«Rende-città universitaria come hub di saperi»

di Enrico Caterini*

Rende è una città universitaria e come tale dev’essere considerata soprattutto da chi intende amministrarla. Ciò muta la prospettiva e la considerazione degli artefici della Comunità locale.
Città universitaria significa città aperta al mondo, ove transitano cittadini di molte culture, etnie, religioni, cittadini che incontrano altri cittadini. È luogo di incontri e di scambi e gli scambi alimentano da sempre i commerci e le opportunità economiche.
Rende è perciò un crocevia, un hub, è un centro di gravità permanente per il quale non è sufficiente un’amministrazione ordinaria, quella che si chiama una buona amministrazione.
Rende è una città aperta, per sua vocazione una città giovane, interculturale. Ciò richiede una gestione pubblica con un profilo culturale alto e consapevole di un ruolo che è naturalmente attrattivo.
Rende rompe gli assetti burocratici e amministrativi. Anche la Regione Calabria dovrebbe assumere un concetto moderno di metropoli. Non un semplice agglomerato urbano esito di una somma con un profilo esclusivamente quantitativo, ma un aggregato-attrattore culturale e sociale fonte di un modello di sviluppo europeo.
Rende-città universitaria dev’essere pensata come le città anseatiche, come una città-stato, una città modello che ponga al centro della sua concezione la persona, con i suoi bisogni materiali e immateriali, una città-incubatrice. La sua forza è l’essere una città che s’identifica con una università. Questo dato è incontestabile.
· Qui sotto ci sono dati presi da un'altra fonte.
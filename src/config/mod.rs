pub mod loader;
pub mod runtime;

pub use loader::*;
pub use runtime::*;
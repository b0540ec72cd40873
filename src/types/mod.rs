pub mod balance;
pub mod engine;

pub use balance::*;
pub use engine::*;
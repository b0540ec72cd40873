use serde::{Deserialize, Serialize};

/// Read access to the two fields the spike filter looks at.
pub trait BalancePoint {
    fn timestamp(&self) -> i64;
    fn balance(&self) -> f64;
}

/// A single point of the balance history, timestamp in epoch milliseconds.
#[derive(Debug, Clone, Copy, PartialEq, Serialize, Deserialize)]
#[serde(from = "RawSample")]
pub struct BalanceSample {
    pub timestamp: i64,
    pub balance: f64,
}

impl BalanceSample {
    pub fn new(timestamp: i64, balance: f64) -> Self {
        Self { timestamp, balance }
    }
}

impl BalancePoint for BalanceSample {
    fn timestamp(&self) -> i64 {
        self.timestamp
    }

    fn balance(&self) -> f64 {
        self.balance
    }
}

impl BalancePoint for (i64, f64) {
    fn timestamp(&self) -> i64 {
        self.0
    }

    fn balance(&self) -> f64 {
        self.1
    }
}

impl BalancePoint for [f64; 2] {
    fn timestamp(&self) -> i64 {
        self[0] as i64
    }

    fn balance(&self) -> f64 {
        self[1]
    }
}

// The history endpoint sends `[ts, balance]` pairs, older builds send records.
// Timestamps can arrive as floats (seconds * 1000).
#[derive(Deserialize)]
#[serde(untagged)]
enum RawSample {
    Tuple(f64, f64),
    Record { timestamp: f64, balance: f64 },
}

impl From<RawSample> for BalanceSample {
    fn from(raw: RawSample) -> Self {
        match raw {
            RawSample::Tuple(timestamp, balance) | RawSample::Record { timestamp, balance } => {
                Self::new(timestamp as i64, balance)
            }
        }
    }
}

/// Response of the balance history endpoint.
#[derive(Debug, Clone, Default, Serialize, Deserialize)]
pub struct BalanceHistory {
    #[serde(default)]
    pub global: Vec<BalanceSample>,
    #[serde(default)]
    pub session: Vec<BalanceSample>,
}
Si pensi a cosa sarebbe stata Rende senza l’Università, e si pensi a cosa potrà essere Rende proprio per la presenza dell’Università. Le due istituzioni devono avviarsi verso un’integrazione prospettica che, nel rispetto dei ruoli istituzionali, diano atto della reciproca diaconalità. L’Università ha bisogno di una Comunità che la sospinge e la rispetti, una Comunità ha il dovere di valorizzare il moltiplicatore di sviluppo che rappresenta l’Università per il territorio.
Se il benessere della Comunità si misura a mezzo della qualità dei servizi resi alla persona, il servizio alla persona per eccellenza è quello culturale, con il di più delle infrastrutture che esso contempla nel territorio.
Rende-città universitaria dev’essere concepita come il germe sano in un territorio infetto che sappia propalare i suoi effetti benefici in un Mezzogiorno in forte crisi di identità.
Rende dev’essere pensata come una start-up istituzionale dove il Mezzogiorno è l’impresa sociale che la recepisce, che la include e la espande. Una città universitaria è una città laboratorio, una città fucina di idee, è una città che abbatte le barriere classiste per favorire i meriti e dare risposte ai bisogni. Questa Università mantiene frammenti del virus dell’esclusione che caratterizzò la sua fase d’avvio. L’espulsione della classe media dalle fila degli studenti ha significato un allontanamento di intere generazioni di persone operose e per bene che si sono affermate e radicate altrove. È stata una politica fortunatamente superata che presentava il gene del classismo a rovescio. È stata una politica che ha generato una frattura sociale tra Comunità e Università.
Rende città universitaria ha il ruolo storico di risarcire la frattura, di riconciliare una Comunità, di identificarsi nel migliorismo ideale di una societas che disegna se stessa e il suo avvenire.
Rende ha una sua specificità impareggiabile, è una città germinale che deve proiettarsi con i suoi giardini – da tempo privi del verde attrattivo e delle funzioni cui era destinato – a luogo ideale di benessere sociale e personale.
I rendesi siano consapevoli di essere al centro di un polo gravitazionale e di non sminuirne il senso, non assicurando la ripresa di cui la Città ha tanto bisogno.